Non-technical backstory
Feel free to skip this section if you don’t like backstory and hate narratives
After we finished up playing Palworld my wife was looking for another game to scratch the itch of survival-game-meets-animal-taming. Years and years ago my friends and I were obsessed with Ark Survival Evolved, so we decided that would be our next game since she had never played it. So then it was on to establishing a server for us and some friends to play. After a few bad justifications to purchase new hardware for a Kubernetes “gaming node” we were off to tame dinosaurs – or so we thought. Netorking issues plagued our gaming sessions. Every 20-40 minutes everyone would lag for about 30 seconds and rubber-band.
Technical backstory
This is probably the section you’re more interested in
My initial LoadBalancer setup was pretty run-of-the-mill for most lab scenarios. I was using the ever present MetalLB in Layer 2 mode wired together with Cilium. Roughly speaking MetalLB in Layer 2 mode uses something called Address Resolution Protocol aka ARP in order to get network traffic to your LoadBalancer. Without going into too much detail the Speaker pod running inside your cluster (utilizing host networking) sends out a GARP (Gratuitous ARP) over the L2 network effectively saying “if someone is looking for LoadBalancer IP you can find it at MAC address of k8s node”. That request is stored in your router’s ARP table, transparently sending your traffic to your cluster. Again, this is all pretty bog standard for most homelabs and works pretty well! I was able to use this to host a many number of things for quite a while. Unfortunately the cracks began to show when I started hosting game servers.
I have no collected evidence to substantiate this but I had a sneaking suspicion that something was going on with MetalLB. After many hours of chasing down phantom lag spikes and strange behavior I decided to try a troubleshooting step in ditching MetalLB altogether for a more reliable routing solution: Border Gateway Protocol. Aside from the humorous and entertaining nickname of “Two-Napkin Protocol”, BGP is an extremely powerful networking protocol that legitimately drives the entire internet at large. If you haven’t read up on it I highly recommend it. To skip ahead a little, this basically solved all of my lag problems.
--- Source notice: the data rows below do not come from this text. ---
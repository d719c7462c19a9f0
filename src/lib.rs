//! # viewstate-kernel
//!
//! View transition and URL state synchronization for a directive-driven
//! portfolio UI.
//!
//! The kernel answers one question:
//!
//! > Given a new view directive, how does the UI get from the current view
//! > to the next one, and how does the URL stay truthful the whole time?
//!
//! ## Core Contract
//!
//! 1. Model every renderable view as a typed [`Directive`] (mode + variant +
//!    presentation fields)
//! 2. Encode the full directive into a single bounded, URL-safe `state`
//!    parameter, and decode it back without trusting the input
//! 3. Drive view changes through a strict exit-before-enter transition
//!    sequence that always collapses back to exactly one stable view
//! 4. Mirror store changes into the URL (debounced, push vs replace) and
//!    URL changes back into the store, without feedback loops
//!
//! ## Architecture
//!
//! ```text
//! Directive → DirectiveStore → TransitionManager → TransitionState
//!                  ↕                   ↓
//!          UrlSyncController     build_snapshot(graph, directive)
//!                  ↕
//!            HistoryBackend (browser or memory)
//! ```
//!
//! ## Determinism Guarantees
//!
//! - Same graph + same directive → identical [`DataSnapshot`]
//! - Snapshot equality is decided by a canonical hash, never by identity
//! - Encode/decode of a valid directive is lossless, unknown fields included

#![warn(missing_docs)]
#![warn(clippy::all)]

pub mod canonical;
pub mod codec;
pub mod registry;
pub mod snapshot;
pub mod store;
pub mod sync;
pub mod transition;
pub mod types;

// Re-exports
pub use types::{
    CompareVariant, Directive, DirectiveData, ExploreVariant, LandingVariant, Mode,
    ProjectsVariant, ResumeVariant, SkillsVariant, ThemeCatalog, ThemeName, TimelineVariant,
    ValuesVariant, DEFAULT_CONFIDENCE, MAX_HIGHLIGHTS,
};
pub use types::{GraphEdge, Node, NodeId, NodeKind, Period, PortfolioGraph};
pub use types::{InstanceKey, TransitionState, ViewInstanceState, ViewPhase, Z_ENTERING, Z_EXITING};

pub use canonical::{canonical_hash, to_canonical_bytes};
pub use codec::{
    decode_state, encode_state, ensure_theme, to_store_directive, validate_directive, CodecError,
    HARD_CAP, UNCOMPRESSED_THRESHOLD,
};
pub use registry::{CallbackRegistry, ViewTransitionHooks};
pub use snapshot::{build_snapshot, DataSnapshot};
pub use store::{DirectiveOrigin, DirectiveStore, DirectiveSubscriber};
pub use sync::{
    should_push, HistoryBackend, InMemoryHistory, UrlSyncController, DEFAULT_DEBOUNCE,
};
pub use transition::{Timing, TimingTable, TransitionManager, DEFAULT_CALLBACK_TIMEOUT};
Now let’s get into the “guide” part of this post, shall we?
Guide
Pre-Requisites
- Opnsense
os-frr
plugin installed
- Kubernetes
- Cilium (installed with Helm)
- Knowledge of your IPAM (IP Address Management) model
Information Gathering
Before we edit anything you’ll want to get a few vital pieces of information. For starters you’ll need to determine what set of IPs you want to use for your LoadBalancers. Due to some other things going on in my network setup I am allocated 192.168.128.0/20
to use as I please. I have split this up into several VLANs sequentially on the third octet like: x.x.128.0/24
, x.x.129.0/24
, and so on. I chose to use one of my unused subnets, 192.168.142.0/24
. You could also use a smaller range if you don’t need to accomodate a ton of LoadBalancers like x.x.x.x/28
. If you need help with figuring out CIDR notations or subdividing existing networks check out this CIDR/VLSM calculator that I use quite often. Whatever you decide on just make sure this range is not already in use somewhere else on your LAN.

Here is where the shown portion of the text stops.